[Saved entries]
________________________
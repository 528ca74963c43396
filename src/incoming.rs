//! Incoming Blob: a staged temp file holding freshly written bytes and the
//! digest computed while writing them.

use std::fs;
use std::io::{BufWriter, Read, Write};
use std::path::{Path, PathBuf};
use std::sync::atomic::{AtomicU64, Ordering};

use crate::algorithm::Algorithm;
use crate::error::Error;
use crate::fs_ops::FsOps;

const COPY_BUFFER_SIZE: usize = 32 * 1024;

/// A transient record of bytes staged under the store's `incoming/`
/// directory: a unique temp filename, the size written, and the final
/// digest. Owns its temp file for its lifetime — adopted via [`mark_moved`]
/// or deleted on drop.
///
/// [`mark_moved`]: IncomingBlob::mark_moved
pub(crate) struct IncomingBlob {
    temp_path: PathBuf,
    size: u64,
    digest: Vec<u8>,
    moved: bool,
}

impl IncomingBlob {
    /// Stream `src` through a digest-and-copy pipeline into a fresh temp file
    /// under `incoming_dir`. Temp names use `counter` to stay unique across
    /// concurrent creations in the same process.
    pub(crate) fn from_reader<R: Read>(
        mut src: R,
        incoming_dir: &Path,
        counter: &AtomicU64,
        algorithm: Algorithm,
        fs: &FsOps,
    ) -> Result<Self, Error> {
        let n = counter.fetch_add(1, Ordering::Relaxed);
        let temp_path = incoming_dir.join(format!("incoming-{n}.tmp"));

        match Self::write_staged(&mut src, &temp_path, algorithm, fs) {
            Ok((size, digest)) => Ok(Self { temp_path, size, digest, moved: false }),
            Err(e) => {
                tracing::warn!(path = %temp_path.display(), error = %e, "failed to stage incoming blob");
                let _ = fs::remove_file(&temp_path);
                Err(e)
            }
        }
    }

    fn write_staged(
        src: &mut dyn Read,
        temp_path: &Path,
        algorithm: Algorithm,
        fs: &FsOps,
    ) -> Result<(u64, Vec<u8>), Error> {
        let file = fs.open_output(temp_path)?;
        let mut out = BufWriter::new(file);
        let mut hasher = algorithm.hasher();
        let mut buf = vec![0u8; COPY_BUFFER_SIZE];
        let mut total: u64 = 0;

        loop {
            let n = src.read(&mut buf).map_err(Error::IoFailure)?;
            if n == 0 {
                break;
            }
            hasher.update(&buf[..n]);
            out.write_all(&buf[..n]).map_err(Error::IoFailure)?;
            total += n as u64;
        }
        out.flush().map_err(Error::IoFailure)?;
        out.into_inner().map_err(|e| Error::IoFailure(e.into_error())).map(|f| f.sync_all())??;

        Ok((total, hasher.finalize()))
    }

    /// Bytes written while staging.
    pub(crate) fn size(&self) -> u64 {
        self.size
    }

    /// Final digest computed while staging.
    pub(crate) fn digest(&self) -> &[u8] {
        &self.digest
    }

    /// Path of the temp file, for the caller's atomic-move step.
    pub(crate) fn temp_path(&self) -> &Path {
        &self.temp_path
    }

    /// Mark the temp file as adopted: `Drop` will no longer delete it.
    pub(crate) fn mark_moved(&mut self) {
        self.moved = true;
    }
}

impl Drop for IncomingBlob {
    fn drop(&mut self) {
        if !self.moved {
            let _ = fs::remove_file(&self.temp_path);
        }
    }
}

#[cfg(test)]
mod tests {
    use super::*;
    use crate::metrics::MetricsRegistry;
    use std::io::Cursor;
    use std::sync::Arc;

    fn fs_ops() -> FsOps {
        FsOps::new(Arc::new(MetricsRegistry::new()))
    }

    #[test]
    fn stages_and_digests_content() {
        let dir = tempfile::tempdir().unwrap();
        let counter = AtomicU64::new(0);
        let ops = fs_ops();
        let incoming = IncomingBlob::from_reader(
            Cursor::new(b"This is a test".to_vec()),
            dir.path(),
            &counter,
            Algorithm::Sha256,
            &ops,
        )
        .unwrap();
        assert_eq!(incoming.size(), 14);
        assert_eq!(
            hex::encode(incoming.digest()),
            "c7be1ed902fb8dd4d48997c6452f5d7e509fbcdbe2808b16bcf4edce4c07d14e"
        );
        assert!(incoming.temp_path().exists());
    }

    #[test]
    fn temp_names_are_disjoint_under_one_counter() {
        let dir = tempfile::tempdir().unwrap();
        let counter = AtomicU64::new(0);
        let ops = fs_ops();
        let a = IncomingBlob::from_reader(Cursor::new(b"a".to_vec()), dir.path(), &counter, Algorithm::Sha256, &ops).unwrap();
        let b = IncomingBlob::from_reader(Cursor::new(b"b".to_vec()), dir.path(), &counter, Algorithm::Sha256, &ops).unwrap();
        assert_ne!(a.temp_path(), b.temp_path());
    }

    #[test]
    fn drop_without_mark_moved_deletes_temp_file() {
        let dir = tempfile::tempdir().unwrap();
        let counter = AtomicU64::new(0);
        let ops = fs_ops();
        let path = {
            let incoming = IncomingBlob::from_reader(
                Cursor::new(b"abandoned".to_vec()),
                dir.path(),
                &counter,
                Algorithm::Sha256,
                &ops,
            )
            .unwrap();
            incoming.temp_path().to_path_buf()
        };
        assert!(!path.exists());
    }

    #[test]
    fn mark_moved_prevents_drop_cleanup() {
        let dir = tempfile::tempdir().unwrap();
        let counter = AtomicU64::new(0);
        let ops = fs_ops();
        let mut incoming = IncomingBlob::from_reader(
            Cursor::new(b"adopted".to_vec()),
            dir.path(),
            &counter,
            Algorithm::Sha256,
            &ops,
        )
        .unwrap();
        incoming.mark_moved();
        let path = incoming.temp_path().to_path_buf();
        drop(incoming);
        assert!(path.exists());
        fs::remove_file(path).unwrap();
    }
}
________________________
**Your goal**
In the lines above, every record is to be repeated exactly.

**Solution for this problem**
repository 528ca74963c43396
filename src/incoming.rs
//! Incoming Blob: a staged temp file holding freshly written bytes and the
//! digest computed while writing them.

use std::fs;
use std::io::{BufWriter, Read, Write};
use std::path::{Path, PathBuf};
use std::sync::atomic::{AtomicU64, Ordering};

use crate::algorithm::Algorithm;
use crate::error::Error;
use crate::fs_ops::FsOps;

const COPY_BUFFER_SIZE: usize = 32 * 1024;

/// A transient record of bytes staged under the store's `incoming/`
/// directory: a unique temp filename, the size written, and the final
/// digest. Owns its temp file for its lifetime — adopted via [`mark_moved`]
/// or deleted on drop.
///
/// [`mark_moved`]: IncomingBlob::mark_moved
pub(crate) struct IncomingBlob {
    temp_path: PathBuf,
    size: u64,
    digest: Vec<u8>,
    moved: bool,
}

impl IncomingBlob {
    /// Stream `src` through a digest-and-copy pipeline into a fresh temp file
    /// under `incoming_dir`. Temp names use `counter` to stay unique across
    /// concurrent creations in the same process.
    pub(crate) fn from_reader<R: Read>(
        mut src: R,
        incoming_dir: &Path,
        counter: &AtomicU64,
        algorithm: Algorithm,
        fs: &FsOps,
    ) -> Result<Self, Error> {
        let n = counter.fetch_add(1, Ordering::Relaxed);
        let temp_path = incoming_dir.join(format!("incoming-{n}.tmp"));

        match Self::write_staged(&mut src, &temp_path, algorithm, fs) {
            Ok((size, digest)) => Ok(Self { temp_path, size, digest, moved: false }),
            Err(e) => {
                tracing::warn!(path = %temp_path.display(), error = %e, "failed to stage incoming blob");
                let _ = fs::remove_file(&temp_path);
                Err(e)
            }
        }
    }

    fn write_staged(
        src: &mut dyn Read,
        temp_path: &Path,
        algorithm: Algorithm,
        fs: &FsOps,
    ) -> Result<(u64, Vec<u8>), Error> {
        let file = fs.open_output(temp_path)?;
        let mut out = BufWriter::new(file);
        let mut hasher = algorithm.hasher();
        let mut buf = vec![0u8; COPY_BUFFER_SIZE];
        let mut total: u64 = 0;

        loop {
            let n = src.read(&mut buf).map_err(Error::IoFailure)?;
            if n == 0 {
                break;
            }
            hasher.update(&buf[..n]);
            out.write_all(&buf[..n]).map_err(Error::IoFailure)?;
            total += n as u64;
        }
        out.flush().map_err(Error::IoFailure)?;
        out.into_inner().map_err(|e| Error::IoFailure(e.into_error())).map(|f| f.sync_all())??;

        Ok((total, hasher.finalize()))
    }

    /// Bytes written while staging.
    pub(crate) fn size(&self) -> u64 {
        self.size
    }

    /// Final digest computed while staging.
    pub(crate) fn digest(&self) -> &[u8] {
        &self.digest
    }

    /// Path of the temp file, for the caller's atomic-move step.
    pub(crate) fn temp_path(&self) -> &Path {
        &self.temp_path
    }

    /// Mark the temp file as adopted: `Drop` will no longer delete it.
    pub(crate) fn mark_moved(&mut self) {
        self.moved = true;
    }
}

impl Drop for IncomingBlob {
    fn drop(&mut self) {
        if !self.moved {
            let _ = fs::remove_file(&self.temp_path);
        }
    }
}

#[cfg(test)]
mod tests {
    use super::*;
    use crate::metrics::MetricsRegistry;
    use std::io::Cursor;
    use std::sync::Arc;

    fn fs_ops() -> FsOps {
        FsOps::new(Arc::new(MetricsRegistry::new()))
    }

    #[test]
    fn stages_and_digests_content() {
        let dir = tempfile::tempdir().unwrap();
        let counter = AtomicU64::new(0);
        let ops = fs_ops();
        let incoming = IncomingBlob::from_reader(
            Cursor::new(b"This is a test".to_vec()),
            dir.path(),
            &counter,
            Algorithm::Sha256,
            &ops,
        )
        .unwrap();
        assert_eq!(incoming.size(), 14);
        assert_eq!(
            hex::encode(incoming.digest()),
            "c7be1ed902fb8dd4d48997c6452f5d7e509fbcdbe2808b16bcf4edce4c07d14e"
        );
        assert!(incoming.temp_path().exists());
    }

    #[test]
    fn temp_names_are_disjoint_under_one_counter() {
        let dir = tempfile::tempdir().unwrap();
        let counter = AtomicU64::new(0);
        let ops = fs_ops();
        let a = IncomingBlob::from_reader(Cursor::new(b"a".to_vec()), dir.path(), &counter, Algorithm::Sha256, &ops).unwrap();
        let b = IncomingBlob::from_reader(Cursor::new(b"b".to_vec()), dir.path(), &counter, Algorithm::Sha256, &ops).unwrap();
        assert_ne!(a.temp_path(), b.temp_path());
    }

    #[test]
    fn drop_without_mark_moved_deletes_temp_file() {
        let dir = tempfile::tempdir().unwrap();
        let counter = AtomicU64::new(0);
        let ops = fs_ops();
        let path = {
            let incoming = IncomingBlob::from_reader(
                Cursor::new(b"abandoned".to_vec()),
                dir.path(),
                &counter,
                Algorithm::Sha256,
                &ops,
            )
            .unwrap();
            incoming.temp_path().to_path_buf()
        };
        assert!(!path.exists());
    }

    #[test]
    fn mark_moved_prevents_drop_cleanup() {
        let dir = tempfile::tempdir().unwrap();
        let counter = AtomicU64::new(0);
        let ops = fs_ops();
        let mut incoming = IncomingBlob::from_reader(
            Cursor::new(b"adopted".to_vec()),
            dir.path(),
            &counter,
            Algorithm::Sha256,
            &ops,
        )
        .unwrap();
        incoming.mark_moved();
        let path = incoming.temp_path().to_path_buf();
        drop(incoming);
        assert!(path.exists());
        fs::remove_file(path).unwrap();
    }
}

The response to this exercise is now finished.